Yes, it’s another squirrel. 🙂
This post has nothing about injured ribs, running, tired legs, headbands, training plans, fast paces, cool socks, or CrossFit. Do you think you can survive without all that stuff? Of course you can! I promise that you’ll be overloaded with it next week. 🙂
This is the first in a two-part series on how to have a Mexican Fiesta in your dining room! Carne Asada, homemade beans, homemade guacamole and salsa, and even a cactus salad! (which, honestly, I didn’t make. Cactus? Those things are prickly.) Today, you get to learn how to make authentic carne asada and some homemade beans. I chose black beans because, well, I love them but you could certainly use pinto, pink (yes, PINK! Perfect for mother’s day!), or anything that your heart desires. And trust me, they don’t take as long as you would expect but they do take some time and it is TOTALLY worth it.
I got the recipes from Rick Bayless’ “Mexico – One Plate at a Time” cookbook. Rick Bayless is an American chef who specializes in tradition Mexican food and his recipes are absolutely divine. Sure, some require some work but you know what, it’s all worth it when you sit down at the table with your family and/or friends and enjoy the meal, the experience, and the moment. No, you don’t have to wait for Cinco de Mayo to roll around again to try these recipes. It’s your house, your dining room, your rules – you can have a Mexican Fiesta whenever you want! Ole! Margaritas optional.
Carne Asada (literal translation – “grilled beef”)
Eight 6- to 10-ounce beef steaks (bone-in rib or strip, ribeyes, boneless strip, tenderloin, chuck steaks and sirloin steaks all work in this dish)
4-6 garlic cloves, finely chopped
1 teaspoon salt
Oil for grilling
1. Squeeze the juice of two limes into a large, nonaluminum dish. Mix the garlic and salt in another dish. Dip the steaks into the lime juice, turning to coat both sides. Smear all over with the garlic salt mixture. Cover and marinate for no more than 2 hours.
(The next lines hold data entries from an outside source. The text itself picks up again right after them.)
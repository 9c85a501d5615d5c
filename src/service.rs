//! Shortcut service: runs a `ShortcutRegistry` on its own owner thread.
//!
//! `KeyboardShortcuts` is a cheap, cloneable handle. Every operation is a `Command` sent
//! over one unbounded channel; OS events, store changes, menu transitions and
//! subscription cancellations travel through the same channel, so the registry sees
//! one ordered stream of work and never needs a lock.
//!
//! Durable handlers run on the owner thread. From inside a handler, mutations are fine
//! (they are queued), but blocking queries such as `get_shortcut` are refused with
//! `ShortcutError::ReentrantQuery` instead of deadlocking.
//!
//! ```ignore
//! let shortcuts = KeyboardShortcuts::from_config(&load_config())?;
//! let toggle = Name::with_default("toggleUnicornMode", Shortcut::parse("cmd+shift+u")?);
//! shortcuts.declare(&toggle);
//! shortcuts.on_key_down(&toggle, || println!("🦄"));
//! ```

use std::sync::Arc;
use std::thread::{self, JoinHandle, ThreadId};

use async_channel::{Receiver, Sender};
use parking_lot::Mutex;
use tracing::{debug, error, info, warn};

use crate::bridge::{
    EventKind, GlobalHotkeyBackend, HeadlessBackend, HotkeyBackend, HotkeyBridge, OsEvent,
    OsEventSink,
};
use crate::config::ShortcutsConfig;
use crate::error::{Result, ResultExt, ShortcutError};
use crate::menu::MenuTracker;
use crate::registry::{Handler, ListenerId, ListenerIds, ShortcutEvent, ShortcutRegistry};
use crate::shortcuts::{Name, Shortcut};
use crate::store::{ChangeSink, JsonFileStore, KeyFormat, SettingsStore, StoreFileWatcher};

type QueryFn = Box<dyn FnOnce(&mut ShortcutRegistry) + Send>;

/// Work item for the owner thread.
pub(crate) enum Command {
    Declare(Name),
    SetShortcut(Option<Shortcut>, Name),
    Reset(Vec<Name>),
    ResetAll,
    Enable(Vec<Name>),
    Disable(Vec<Name>),
    SetEnabled(bool),
    SetPaused(bool),
    AddHandler {
        id: ListenerId,
        name: Name,
        kind: EventKind,
        handler: Handler,
    },
    Subscribe {
        id: ListenerId,
        name: Name,
        filter: Option<EventKind>,
        events: Sender<ShortcutEvent>,
    },
    RemoveListener(ListenerId),
    RemoveHandler(Name),
    RemoveAllHandlers,
    WatchChanges(Sender<Name>),
    SetStore(Arc<dyn SettingsStore>),
    UnregisterAll,
    SetMenuOpen(bool),
    OsEvent(OsEvent),
    StoreChanged(String),
    Query(QueryFn),
    Shutdown,
}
2. Light a gas grill to medium-high heat or light a charcoal grill and set the cooking grate above the hot coals once they’ve ashed over. Remove steak from marinade, place on grill and cook, turning once, until your desired “doneness” (yes, I did just make up that word). For medium-rare, a 1/2-inch steak will need about 2 1/2 minutes per side over medium-high heat. Remove from grill, let rest covered approximately 5 minutes (this allows the juices to set in the steak and helps the steak stay juicy when you cut it). Thinly slice and serve with guacamole, salsa, cactus salad, and tortillas, if desired.
1 pound dried beans – you pick!
3 tablespoons pork lard OR 4 thick slices smokey bacon, cut into 1/2-inch pieces
1/2 white onion, finely chopped
4-6 garlic cloves, finely chopped
1. Rinse the beans and place them in a 4- to 5-quart heavy pot and measure in 2 1/2-quarts water. Remove any beans that float, then add the pork lard or bacon, onion and garlic. Set over medium-high heat and bring to a strong rolling boil. Reduce the heat to about medium-low (just enough to keep the beans at a bare simmer, partially cover the pot and cook until the beans are thoroughly tender, about 2 hours depending on the type and freshness of the beans. Stir the beans every 15 minutes or so to make sure that none are sticking and the water still covers the beans, allowing them to more or less float freely. Add additional water as necessary.
2. When the beans are completely tender, season them with 1 to 1 1/2 teaspoons salt. Let simmer for an additional 10 to 15 minutes for the beans to absorb the salt; then taste and add additional salt as necessary. The beans should have just enough broth to cover them. If too soupy, simmer briskly until broth is reduced, stirring frequently; if not brothy enough, stir in a little water. Keep warm over very low heat until ready to serve.